··· GIVEN RECORDS ···

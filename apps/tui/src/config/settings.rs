use dotenv::dotenv;
use std::env;
use std::path::PathBuf;
use std::str::FromStr;
use std::time::Duration;

use crate::race::RaceSettings;

pub const TICK_MS: &str = "RACE_TICK_MS";
pub const TOP_N: &str = "RACE_TOP_N";
pub const JITTER: &str = "RACE_JITTER";
pub const STRETCH_LIMIT: &str = "RACE_STRETCH_LIMIT";
pub const BAR_HEIGHT: &str = "RACE_BAR_HEIGHT";
pub const BAR_GAP: &str = "RACE_BAR_GAP";
pub const HEIGHT: &str = "RACE_HEIGHT";
pub const DATASET: &str = "RACE_DATASET";
pub const LOG: &str = "CARSTATS_LOG";
pub const LOG_FILE: &str = "CARSTATS_LOG_FILE";

const DEFAULT_LOG_FILE: &str = "carstats.log";

#[derive(Debug, thiserror::Error, PartialEq, Eq)]
pub enum ConfigError {
    #[error("invalid value {value:?} for {key}")]
    Invalid { key: &'static str, value: String },
    #[error("{key} must be greater than zero")]
    Zero { key: &'static str },
}

/// Runtime configuration assembled from `.env` and the process environment.
#[derive(Debug, Clone, PartialEq)]
pub struct AppConfig {
    pub race: RaceSettings,
    /// CSV to play instead of the bundled dataset.
    pub dataset: Option<PathBuf>,
    /// Log filter directive; logging stays off when unset.
    pub log_filter: Option<String>,
    pub log_file: PathBuf,
}

impl Default for AppConfig {
    fn default() -> Self {
        Self {
            race: RaceSettings::default(),
            dataset: None,
            log_filter: None,
            log_file: PathBuf::from(DEFAULT_LOG_FILE),
        }
    }
}

/// Loads `.env` (if present) and reads the configuration from the environment.
pub fn init_app_config() -> Result<AppConfig, ConfigError> {
    dotenv().ok();
    AppConfig::from_lookup(|key| env::var(key).ok())
}

impl AppConfig {
    /// Builds the configuration from any key lookup, falling back to
    /// defaults for missing keys.
    pub fn from_lookup<F>(lookup: F) -> Result<Self, ConfigError>
    where
        F: Fn(&str) -> Option<String>,
    {
        let mut config = Self::default();
        let race = &mut config.race;

        if let Some(ms) = parse_key::<u64, _>(&lookup, TICK_MS)? {
            if ms == 0 {
                return Err(ConfigError::Zero { key: TICK_MS });
            }
            race.tick = Duration::from_millis(ms);
        }
        if let Some(top_n) = parse_key::<usize, _>(&lookup, TOP_N)? {
            if top_n == 0 {
                return Err(ConfigError::Zero { key: TOP_N });
            }
            race.top_n = top_n;
        }
        if let Some(jitter) = parse_non_negative(&lookup, JITTER)? {
            race.jitter = jitter;
        }
        if let Some(value) = lookup(STRETCH_LIMIT) {
            race.layout.stretch_limit = parse_flag(&value).ok_or(ConfigError::Invalid {
                key: STRETCH_LIMIT,
                value,
            })?;
        }
        if let Some(height) = parse_non_negative(&lookup, BAR_HEIGHT)? {
            race.layout.bar_height = height;
        }
        if let Some(gap) = parse_non_negative(&lookup, BAR_GAP)? {
            race.layout.bar_gap = gap;
        }
        if let Some(height) = parse_non_negative(&lookup, HEIGHT)? {
            if height <= 0.0 {
                return Err(ConfigError::Zero { key: HEIGHT });
            }
            race.layout.available_height = height;
        }

        config.dataset = lookup(DATASET)
            .filter(|path| !path.trim().is_empty())
            .map(PathBuf::from);
        config.log_filter = lookup(LOG).filter(|filter| !filter.trim().is_empty());
        if let Some(path) = lookup(LOG_FILE).filter(|path| !path.trim().is_empty()) {
            config.log_file = PathBuf::from(path);
        }

        Ok(config)
    }
}

fn parse_key<T, F>(lookup: &F, key: &'static str) -> Result<Option<T>, ConfigError>
where
    T: FromStr,
    F: Fn(&str) -> Option<String>,
{
    lookup(key)
        .map(|value| {
            value
                .trim()
                .parse::<T>()
                .map_err(|_| ConfigError::Invalid { key, value })
        })
        .transpose()
}

fn parse_non_negative<F>(lookup: &F, key: &'static str) -> Result<Option<f64>, ConfigError>
where
    F: Fn(&str) -> Option<String>,
{
    match parse_key::<f64, _>(lookup, key)? {
        Some(value) if !value.is_finite() || value < 0.0 => Err(ConfigError::Invalid {
            key,
            value: value.to_string(),
        }),
        other => Ok(other),
    }
}

fn parse_flag(value: &str) -> Option<bool> {
    match value.trim().to_lowercase().as_str() {
        "1" | "true" | "yes" | "on" => Some(true),
        "0" | "false" | "no" | "off" => Some(false),
        _ => None,
    }
}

···

Transcribe exactly, and only, the lines from the opening line of the records through the line containing "pub const TOP_N: &str".

TASK SOLUTION:
filename apps/tui/src/config/settings.rs
use dotenv::dotenv;
use std::env;
use std::path::PathBuf;
use std::str::FromStr;
use std::time::Duration;

use crate::race::RaceSettings;

pub const TICK_MS: &str = "RACE_TICK_MS";
pub const TOP_N: &str = "RACE_TOP_N";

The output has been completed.